Aircraft Walkaround vol.42: Boeing B17G Flying Fortress (UPDATED)

Subject:  Boeing B17G Flying Fortress
Location: RAF Museum, Hendon, London, UK, 2013; Dreams of flight museum, Orlando, USA, 2013; and USAF Museum, Dayton, Ohio, USA, 2014.
Comments: The B17 was nicknamed the "Flying Fortress" because it was heavily armed and could survive, and inflict, heavy damage. This aircraft was the primary bomber of the U.S. Eighth Air Force in the last years of World War Two. Formations of over 850 US bombers flew over Europe in the daytime, while RAF Bomber Command carried on the night offensive. The B17, together with the B24 Liberator, bore the brunt of American daylight strategic bombing in the European theatre during World War Two. In 1934 the United States Army Air Corps outlined its requirements for an off-shore anti-shipping bomber. A year later the prototype took to the air. In 1940, twenty early production B17s were released to the RAF. This enabled them to be evaluated under operational conditions, but this early introduction into service was not a success. Following an extensive redesign, to increase armour and armament, new versions were introduced and were widely used by the Americans, both in Europe and the Pacific.

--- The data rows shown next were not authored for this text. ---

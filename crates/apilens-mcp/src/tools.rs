//! Tool registry and builtin tool definitions.
//!
//! Exactly two logical tools exist behind the dispatch surface: a
//! structure/schema query and a generic execute operation. Their internal
//! names carry the `_` marker prefix; the identity middleware derives the
//! per-session external names.

use crate::protocol::ToolDefinition;
use serde_json::json;
use std::collections::HashMap;

/// Internal name of the schema/structure query tool.
pub const QUERY_TOOL: &str = "_query";
/// Internal name of the generic execute tool.
pub const EXECUTE_TOOL: &str = "_execute";

/// Registry of available MCP tools.
#[derive(Clone, Default)]
pub struct ToolRegistry {
    tools: HashMap<String, ToolDefinition>,
    /// Registration order, so listings are stable.
    order: Vec<String>,
}

impl ToolRegistry {
    /// Create a new empty tool registry.
    pub fn new() -> Self {
        Self::default()
    }

    /// Create a registry holding the builtin tool surface.
    pub fn builtin() -> Self {
        let mut registry = Self::new();
        registry.register(query_tool());
        registry.register(execute_tool());
        registry
    }

    /// Register a tool.
    pub fn register(&mut self, tool: ToolDefinition) {
        if !self.tools.contains_key(&tool.name) {
            self.order.push(tool.name.clone());
        }
        self.tools.insert(tool.name.clone(), tool);
    }

    /// Get a tool by name.
    pub fn get(&self, name: &str) -> Option<&ToolDefinition> {
        self.tools.get(name)
    }

    /// Check if a tool exists.
    pub fn contains(&self, name: &str) -> bool {
        self.tools.contains_key(name)
    }

    /// List all tools in registration order.
    pub fn list(&self) -> Vec<ToolDefinition> {
        self.order
            .iter()
            .filter_map(|name| self.tools.get(name).cloned())
            .collect()
    }

    /// Get the number of registered tools.
    pub fn len(&self) -> usize {
        self.tools.len()
    }

    /// Check if the registry is empty.
    pub fn is_empty(&self) -> bool {
        self.tools.is_empty()
    }
}

/// The structure/schema query tool.
fn query_tool() -> ToolDefinition {
    ToolDefinition {
        name: QUERY_TOOL.to_string(),
        description: Some(
            "Fetch a compact schema description of the target API. For REST APIs, \
             pass spec_url pointing at the OpenAPI document (defaults to the \
             session target URL)."
                .to_string(),
        ),
        input_schema: json!({
            "type": "object",
            "properties": {
                "spec_url": {
                    "type": "string",
                    "description": "URL of the OpenAPI 3.x document (JSON or YAML)"
                }
            }
        }),
    }
}

/// The generic execute tool.
fn execute_tool() -> ToolDefinition {
    ToolDefinition {
        name: EXECUTE_TOOL.to_string(),
        description: Some(
            "Execute against the target API. Pass query (+ optional variables) to \
             run a read-only GraphQL query; results come back as a bounded table \
             preview. Pass sql with data to filter a JSON payload with SQL; top-level \
             list keys become tables. With both query and sql, the SQL runs over the \
             query's tables."
                .to_string(),
        ),
        input_schema: json!({
            "type": "object",
            "properties": {
                "query": {
                    "type": "string",
                    "description": "GraphQL query text (mutations are rejected)"
                },
                "variables": {
                    "type": "object",
                    "description": "GraphQL variables"
                },
                "sql": {
                    "type": "string",
                    "description": "SQL to run over staged tables"
                },
                "data": {
                    "description": "JSON payload to stage as tables for sql"
                }
            }
        }),
    }
}

#[cfg(test)]
mod tests {
    use super::*;

    #[test]
    fn test_builtin_surface_is_two_tools() {
        let registry = ToolRegistry::builtin();
        assert_eq!(registry.len(), 2);
        assert!(registry.contains(QUERY_TOOL));
        assert!(registry.contains(EXECUTE_TOOL));
    }

    #[test]
    fn test_listing_order_is_stable() {
        let registry = ToolRegistry::builtin();
        let names: Vec<String> = registry.list().into_iter().map(|t| t.name).collect();
        assert_eq!(names, vec![QUERY_TOOL.to_string(), EXECUTE_TOOL.to_string()]);
    }

    #[test]
    fn test_reregistration_replaces() {
        let mut registry = ToolRegistry::builtin();
        registry.register(ToolDefinition {
            name: QUERY_TOOL.to_string(),
            description: Some("replaced".to_string()),
            input_schema: serde_json::json!({}),
        });
        assert_eq!(registry.len(), 2);
        assert_eq!(
            registry.get(QUERY_TOOL).unwrap().description.as_deref(),
            Some("replaced")
        );
    }
}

A further modification program, this time to improve the bomber's ability to repel air attacks from the front, produced the B17G with its twin-gun 'chin' turret. At the height of production, Boeing's Seattle plant alone produced a completed aircraft every ninety minutes. A total of 12731 Fortresses were manufactured of which just over two-hundred were supplied to the RAF.The USAF Museum B-17G was assigned to the 91st Bomb Group -- "The Ragged Irregulars" -- and based at Bassingbourn, England. There its crew named it Shoo Shoo Shoo Baby, after a popular song. It flew 24 combat missions in WWII, receiving flak damage seven times. Its first mission (Frankfurt, Germany) was on March 24, 1944, and last mission (Posen, Poland) on May 29, 1944, when engine problems forced a landing in neutral Sweden where the airplane and crew were interned.  In 1968 Shoo Shoo Shoo Baby was found abandoned in France, and the French government presented the airplane to the U.S. Air Force. In July 1978 the 512th Military Airlift Wing moved it to Dover Air Force Base, Del., for restoration by the volunteers of the 512th Antique Restoration Group. After a massive 10-year job of restoration to flying condition, the aircraft was flown to the museum in October 1988.The RAF Museum B17G finished its flying career as a fire-fighting water bomber in California and flew across the Atlantic to the Museum in 1983. (ref RAF Museum and USAF Museum websites).